Mettiamola così: dal punto di vista squisitamente estetico, non è che Dortmund ti lasci col fiato sospeso. No, non ti scalda propriamente il cuore (a quello, semmai, possono pensarci le temperature di questi giorni). Alcuni, addirittura, la collocano senza indugio sul poco lusinghiero podio delle “più brutte di Germania”. Di certo, per quanto geograficamente vicine, Colonia e Düsseldorf paiono… lontane mille miglia, ecco. Cosa salvare, allora? Beh, la componente calcistica. Il Borussia e il suo maestoso tempio (che impressione dal vivo…) non necessitano di presentazioni, lo sappiamo, ma c’è dell’altro. C’è un museo, IL museo per antonomasia, che dall’ottobre 2015 convoglia milioni di appassionati. E noi, al Deutsches Fussballmuseum - il museo nazionale dedicato al calcio tedesco, per l’appunto - abbiamo fatto una capatina, in cerca di chicche che ci facessero sussultare.
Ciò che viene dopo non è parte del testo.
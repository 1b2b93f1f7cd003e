// SPDX-License-Identifier: AGPL-3.0-or-later
// Copyright (c) 2025 ReifyDB

//! Store enum.
//!
//! Dispatches to either the in-memory skiplist or the SQLite implementation.

use rowkey_core::{CfId, Result};

use super::{memory::MemoryStorage, sqlite::SqliteStorage};
use crate::{ColumnFamily, KvStorage, SqliteConfig, WriteBatch};

#[derive(Clone)]
#[repr(u8)]
pub enum KvStore {
	/// In-memory storage (non-persistent)
	Memory(MemoryStorage) = 0,
	/// SQLite-based persistent storage
	Sqlite(SqliteStorage) = 1,
}

impl KvStore {
	/// Create a new in-memory backend
	pub fn memory() -> Self {
		Self::Memory(MemoryStorage::new())
	}

	/// Create a new SQLite backend with in-memory database
	pub fn sqlite_in_memory() -> Result<Self> {
		Ok(Self::Sqlite(SqliteStorage::in_memory()?))
	}

	/// Create a new SQLite backend with the given configuration
	pub fn sqlite(config: SqliteConfig) -> Result<Self> {
		Ok(Self::Sqlite(SqliteStorage::new(config)?))
	}
}

impl KvStorage for KvStore {
	#[inline]
	fn get(&self, cf: CfId, key: &[u8]) -> Result<Option<Vec<u8>>> {
		match self {
			Self::Memory(s) => s.get(cf, key),
			Self::Sqlite(s) => s.get(cf, key),
		}
	}

	#[inline]
	fn scan_prefix(&self, cf: CfId, prefix: &[u8]) -> Result<Vec<(Vec<u8>, Vec<u8>)>> {
		match self {
			Self::Memory(s) => s.scan_prefix(cf, prefix),
			Self::Sqlite(s) => s.scan_prefix(cf, prefix),
		}
	}

	#[inline]
	fn commit(&self, batch: WriteBatch, sync: bool) -> Result<()> {
		match self {
			Self::Memory(s) => s.commit(batch, sync),
			Self::Sqlite(s) => s.commit(batch, sync),
		}
	}

	#[inline]
	fn column_family(&self, name: &str) -> Result<ColumnFamily> {
		match self {
			Self::Memory(s) => s.column_family(name),
			Self::Sqlite(s) => s.column_family(name),
		}
	}

	#[inline]
	fn column_families(&self) -> Result<Vec<ColumnFamily>> {
		match self {
			Self::Memory(s) => s.column_families(),
			Self::Sqlite(s) => s.column_families(),
		}
	}

	#[inline]
	fn crash_after(&self, staged: usize) {
		match self {
			Self::Memory(s) => s.crash_after(staged),
			Self::Sqlite(s) => s.crash_after(staged),
		}
	}
}

#[cfg(test)]
pub mod tests {
	use super::*;

	#[test]
	fn test_memory_backend() {
		let storage = KvStore::memory();

		let mut batch = WriteBatch::new();
		batch.put(0, b"key".to_vec(), b"value".to_vec());
		storage.commit(batch, false).unwrap();
		assert_eq!(storage.get(0, b"key").unwrap().as_deref(), Some(b"value".as_slice()));
	}

	#[test]
	fn test_sqlite_backend() {
		let storage = KvStore::sqlite_in_memory().unwrap();

		let mut batch = WriteBatch::new();
		batch.put(0, b"key".to_vec(), b"value".to_vec());
		storage.commit(batch, false).unwrap();
		assert_eq!(storage.get(0, b"key").unwrap().as_deref(), Some(b"value".as_slice()));
	}

	#[test]
	fn test_backends_agree_on_prefix_scan() {
		for storage in [KvStore::memory(), KvStore::sqlite_in_memory().unwrap()] {
			let mut batch = WriteBatch::new();
			batch.put(0, vec![0, 0, 0, 2, 1], b"x".to_vec());
			batch.put(0, vec![0, 0, 0, 1, 9], b"y".to_vec());
			batch.put(0, vec![0, 0, 0, 2, 0], b"z".to_vec());
			storage.commit(batch, false).unwrap();

			let keys: Vec<Vec<u8>> =
				storage.scan_prefix(0, &[0, 0, 0, 2]).unwrap().into_iter().map(|(k, _)| k).collect();
			assert_eq!(keys, vec![vec![0, 0, 0, 2, 0], vec![0, 0, 0, 2, 1]]);
		}
	}
}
Bastava compiere pochi passi, in realtà. Sì, perché soltanto la prima attrazione giustifica appieno i 24 euro spesi per il biglietto. Davanti agli occhi del visitatore, infatti, si pone subito un pezzo di storia: il pallone che rotolava sul terreno del Wankdorf quel leggendario 4 luglio 1954, quando (sotto il diluvio) l’imponderabile prese forma nel cosiddetto “Miracolo di Berna”. Quando, giusto per rinfrescare la memoria, la favoritissima armata ungherese cadde sotto i colpi della Germania Ovest (anche se l’ombra doping non è mai stata scacciata), consegnandole inopinatamente il primo titolo mondiale. L’evento, come noto, ebbe un forte impatto sociale sul Paese (a soli cinque anni dalla dichiarazione d’indipendenza dei due blocchi), ed è tuttora avvolto da una fitta aura di epicità. Chiedete a un tedesco qualunque cos’è il Wankdorf: una buona parte non vi deluderà, per dire. E se lo fate in un giorno grigiastro, magari al vostro interlocutore non dispiacerà estrarre dal cilindro l’espressione “Fritz-Walter-Wetter”, con la quale - omaggiando il capitano di quella squadra, propenso a giocare in tali condizioni - si indica proprio tempo piovoso.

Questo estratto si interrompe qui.